RAW DATA
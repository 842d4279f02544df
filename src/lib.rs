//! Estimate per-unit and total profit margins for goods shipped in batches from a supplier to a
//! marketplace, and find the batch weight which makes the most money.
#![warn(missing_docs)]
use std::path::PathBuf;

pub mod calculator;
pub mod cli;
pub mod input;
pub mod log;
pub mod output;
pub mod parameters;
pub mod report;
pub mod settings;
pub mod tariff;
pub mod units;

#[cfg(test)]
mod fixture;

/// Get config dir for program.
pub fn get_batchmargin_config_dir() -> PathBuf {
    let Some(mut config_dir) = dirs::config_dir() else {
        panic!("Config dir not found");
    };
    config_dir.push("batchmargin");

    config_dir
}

==

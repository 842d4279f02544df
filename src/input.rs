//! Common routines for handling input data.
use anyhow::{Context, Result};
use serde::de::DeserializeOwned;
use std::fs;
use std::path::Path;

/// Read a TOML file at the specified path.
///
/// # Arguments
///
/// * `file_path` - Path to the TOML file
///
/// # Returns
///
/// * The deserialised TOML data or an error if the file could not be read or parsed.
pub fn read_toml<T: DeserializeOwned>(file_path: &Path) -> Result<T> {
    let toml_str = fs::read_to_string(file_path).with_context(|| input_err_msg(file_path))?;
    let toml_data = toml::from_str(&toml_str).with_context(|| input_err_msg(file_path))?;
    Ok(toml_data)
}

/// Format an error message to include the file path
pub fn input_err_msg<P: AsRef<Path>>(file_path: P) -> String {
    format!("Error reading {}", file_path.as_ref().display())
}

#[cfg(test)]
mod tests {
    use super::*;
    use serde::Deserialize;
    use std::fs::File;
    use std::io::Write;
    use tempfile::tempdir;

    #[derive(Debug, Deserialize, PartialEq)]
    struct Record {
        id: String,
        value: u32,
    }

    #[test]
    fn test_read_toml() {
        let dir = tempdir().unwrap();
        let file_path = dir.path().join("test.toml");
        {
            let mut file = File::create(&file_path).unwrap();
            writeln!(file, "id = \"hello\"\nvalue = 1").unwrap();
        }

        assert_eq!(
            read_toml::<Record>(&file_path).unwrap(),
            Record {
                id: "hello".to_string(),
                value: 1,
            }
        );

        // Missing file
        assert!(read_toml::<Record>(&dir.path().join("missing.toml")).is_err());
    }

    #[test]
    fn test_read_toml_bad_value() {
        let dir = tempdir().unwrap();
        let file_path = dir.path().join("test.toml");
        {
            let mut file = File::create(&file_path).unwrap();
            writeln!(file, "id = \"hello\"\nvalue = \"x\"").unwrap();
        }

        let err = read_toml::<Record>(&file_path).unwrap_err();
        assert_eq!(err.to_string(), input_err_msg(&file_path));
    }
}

--

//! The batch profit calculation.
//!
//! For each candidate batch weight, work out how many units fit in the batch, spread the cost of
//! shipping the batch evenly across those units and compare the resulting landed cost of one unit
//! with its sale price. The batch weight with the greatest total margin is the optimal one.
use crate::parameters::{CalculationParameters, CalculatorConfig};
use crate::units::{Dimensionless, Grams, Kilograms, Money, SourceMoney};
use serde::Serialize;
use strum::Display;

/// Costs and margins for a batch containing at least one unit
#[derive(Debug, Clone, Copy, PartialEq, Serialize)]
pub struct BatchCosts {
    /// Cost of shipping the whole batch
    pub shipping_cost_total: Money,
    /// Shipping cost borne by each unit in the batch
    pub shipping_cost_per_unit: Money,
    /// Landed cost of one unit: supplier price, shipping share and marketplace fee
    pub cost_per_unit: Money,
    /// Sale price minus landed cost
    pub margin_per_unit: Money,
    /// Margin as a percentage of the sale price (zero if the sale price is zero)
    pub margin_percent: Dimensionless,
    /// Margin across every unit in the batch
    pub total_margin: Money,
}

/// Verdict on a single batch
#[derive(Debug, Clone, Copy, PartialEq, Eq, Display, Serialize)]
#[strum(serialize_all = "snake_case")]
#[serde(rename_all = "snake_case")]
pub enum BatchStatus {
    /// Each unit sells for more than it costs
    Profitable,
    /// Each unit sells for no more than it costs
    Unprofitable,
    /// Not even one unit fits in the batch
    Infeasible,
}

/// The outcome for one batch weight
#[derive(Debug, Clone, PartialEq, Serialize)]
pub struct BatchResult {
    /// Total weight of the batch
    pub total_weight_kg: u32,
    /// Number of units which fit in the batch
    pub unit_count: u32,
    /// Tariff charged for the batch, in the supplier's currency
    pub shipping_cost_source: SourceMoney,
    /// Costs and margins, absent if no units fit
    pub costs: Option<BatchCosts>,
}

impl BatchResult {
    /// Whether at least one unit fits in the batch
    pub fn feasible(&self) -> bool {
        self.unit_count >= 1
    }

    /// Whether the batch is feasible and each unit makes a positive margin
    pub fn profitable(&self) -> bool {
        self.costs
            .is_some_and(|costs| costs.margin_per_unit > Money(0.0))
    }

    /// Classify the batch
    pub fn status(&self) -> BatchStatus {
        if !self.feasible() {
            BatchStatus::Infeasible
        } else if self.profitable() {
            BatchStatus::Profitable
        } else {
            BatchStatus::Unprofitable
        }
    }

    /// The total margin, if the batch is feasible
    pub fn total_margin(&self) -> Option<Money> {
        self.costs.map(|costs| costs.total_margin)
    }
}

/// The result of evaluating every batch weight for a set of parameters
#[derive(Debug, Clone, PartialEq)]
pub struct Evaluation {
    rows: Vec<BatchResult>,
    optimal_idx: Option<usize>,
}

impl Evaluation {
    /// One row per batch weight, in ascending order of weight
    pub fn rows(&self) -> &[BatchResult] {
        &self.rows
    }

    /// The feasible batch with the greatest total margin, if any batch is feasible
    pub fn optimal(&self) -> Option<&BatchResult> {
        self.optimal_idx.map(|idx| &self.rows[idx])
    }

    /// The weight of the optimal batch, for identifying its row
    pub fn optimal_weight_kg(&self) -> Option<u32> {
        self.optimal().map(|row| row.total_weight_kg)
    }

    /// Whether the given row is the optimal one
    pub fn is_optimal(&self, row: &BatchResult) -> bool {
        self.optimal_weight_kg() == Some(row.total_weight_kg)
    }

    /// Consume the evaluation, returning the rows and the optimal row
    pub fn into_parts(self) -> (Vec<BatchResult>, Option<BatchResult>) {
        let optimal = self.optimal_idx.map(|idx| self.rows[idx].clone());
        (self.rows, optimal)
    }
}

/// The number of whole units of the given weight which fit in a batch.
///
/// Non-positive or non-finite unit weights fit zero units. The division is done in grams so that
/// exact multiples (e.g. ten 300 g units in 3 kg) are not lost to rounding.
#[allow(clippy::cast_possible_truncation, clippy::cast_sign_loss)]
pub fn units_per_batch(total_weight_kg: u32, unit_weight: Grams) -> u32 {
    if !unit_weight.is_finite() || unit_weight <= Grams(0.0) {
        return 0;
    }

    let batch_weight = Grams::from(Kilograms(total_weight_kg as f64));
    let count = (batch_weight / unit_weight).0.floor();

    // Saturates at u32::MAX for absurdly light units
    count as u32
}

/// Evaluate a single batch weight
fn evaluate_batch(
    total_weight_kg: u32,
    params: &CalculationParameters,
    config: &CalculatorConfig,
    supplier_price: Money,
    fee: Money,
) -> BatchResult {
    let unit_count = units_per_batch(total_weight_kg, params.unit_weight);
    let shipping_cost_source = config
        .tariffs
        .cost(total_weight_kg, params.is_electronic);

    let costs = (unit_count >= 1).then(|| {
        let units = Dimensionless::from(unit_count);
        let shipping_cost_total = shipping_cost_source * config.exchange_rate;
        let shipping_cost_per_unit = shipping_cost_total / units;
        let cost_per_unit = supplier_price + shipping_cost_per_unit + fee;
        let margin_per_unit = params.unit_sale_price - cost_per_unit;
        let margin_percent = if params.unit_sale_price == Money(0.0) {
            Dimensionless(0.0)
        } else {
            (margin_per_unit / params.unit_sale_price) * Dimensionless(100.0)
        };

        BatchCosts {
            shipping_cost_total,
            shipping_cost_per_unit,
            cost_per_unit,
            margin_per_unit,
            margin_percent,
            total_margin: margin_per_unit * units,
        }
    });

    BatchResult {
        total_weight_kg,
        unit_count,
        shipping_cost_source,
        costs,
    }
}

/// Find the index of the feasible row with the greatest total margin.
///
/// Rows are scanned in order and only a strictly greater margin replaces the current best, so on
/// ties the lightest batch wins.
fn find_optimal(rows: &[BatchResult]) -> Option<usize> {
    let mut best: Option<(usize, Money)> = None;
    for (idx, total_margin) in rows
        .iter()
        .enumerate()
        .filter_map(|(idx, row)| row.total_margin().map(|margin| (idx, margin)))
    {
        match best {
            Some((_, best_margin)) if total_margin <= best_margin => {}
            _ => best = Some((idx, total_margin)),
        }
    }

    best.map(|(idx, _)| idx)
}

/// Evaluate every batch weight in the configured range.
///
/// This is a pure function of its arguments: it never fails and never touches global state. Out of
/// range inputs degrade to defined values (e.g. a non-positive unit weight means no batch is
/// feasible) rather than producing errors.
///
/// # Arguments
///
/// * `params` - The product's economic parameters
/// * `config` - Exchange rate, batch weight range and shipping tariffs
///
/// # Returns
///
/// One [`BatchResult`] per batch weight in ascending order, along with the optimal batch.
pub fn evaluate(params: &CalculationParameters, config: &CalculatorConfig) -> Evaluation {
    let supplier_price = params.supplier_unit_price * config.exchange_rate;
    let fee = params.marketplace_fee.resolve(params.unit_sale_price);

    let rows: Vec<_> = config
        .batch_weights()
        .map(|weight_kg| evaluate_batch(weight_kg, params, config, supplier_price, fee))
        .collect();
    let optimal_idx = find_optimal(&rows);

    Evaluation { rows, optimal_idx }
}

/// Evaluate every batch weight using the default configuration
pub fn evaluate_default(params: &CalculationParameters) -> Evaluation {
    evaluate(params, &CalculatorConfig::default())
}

DIRECTIONS
Please give again the lines above between the line holding "pub fn into_parts(self)" and the line holding "let shipping_cost_per_unit = shipping_cost_total", inclusive, exactly as they are and with nothing added.

TASK RESULT
    pub fn into_parts(self) -> (Vec<BatchResult>, Option<BatchResult>) {
        let optimal = self.optimal_idx.map(|idx| self.rows[idx].clone());
        (self.rows, optimal)
    }
}

/// The number of whole units of the given weight which fit in a batch.
///
/// Non-positive or non-finite unit weights fit zero units. The division is done in grams so that
/// exact multiples (e.g. ten 300 g units in 3 kg) are not lost to rounding.
#[allow(clippy::cast_possible_truncation, clippy::cast_sign_loss)]
pub fn units_per_batch(total_weight_kg: u32, unit_weight: Grams) -> u32 {
    if !unit_weight.is_finite() || unit_weight <= Grams(0.0) {
        return 0;
    }

    let batch_weight = Grams::from(Kilograms(total_weight_kg as f64));
    let count = (batch_weight / unit_weight).0.floor();

    // Saturates at u32::MAX for absurdly light units
    count as u32
}

/// Evaluate a single batch weight
fn evaluate_batch(
    total_weight_kg: u32,
    params: &CalculationParameters,
    config: &CalculatorConfig,
    supplier_price: Money,
    fee: Money,
) -> BatchResult {
    let unit_count = units_per_batch(total_weight_kg, params.unit_weight);
    let shipping_cost_source = config
        .tariffs
        .cost(total_weight_kg, params.is_electronic);

    let costs = (unit_count >= 1).then(|| {
        let units = Dimensionless::from(unit_count);
        let shipping_cost_total = shipping_cost_source * config.exchange_rate;
        let shipping_cost_per_unit = shipping_cost_total / units;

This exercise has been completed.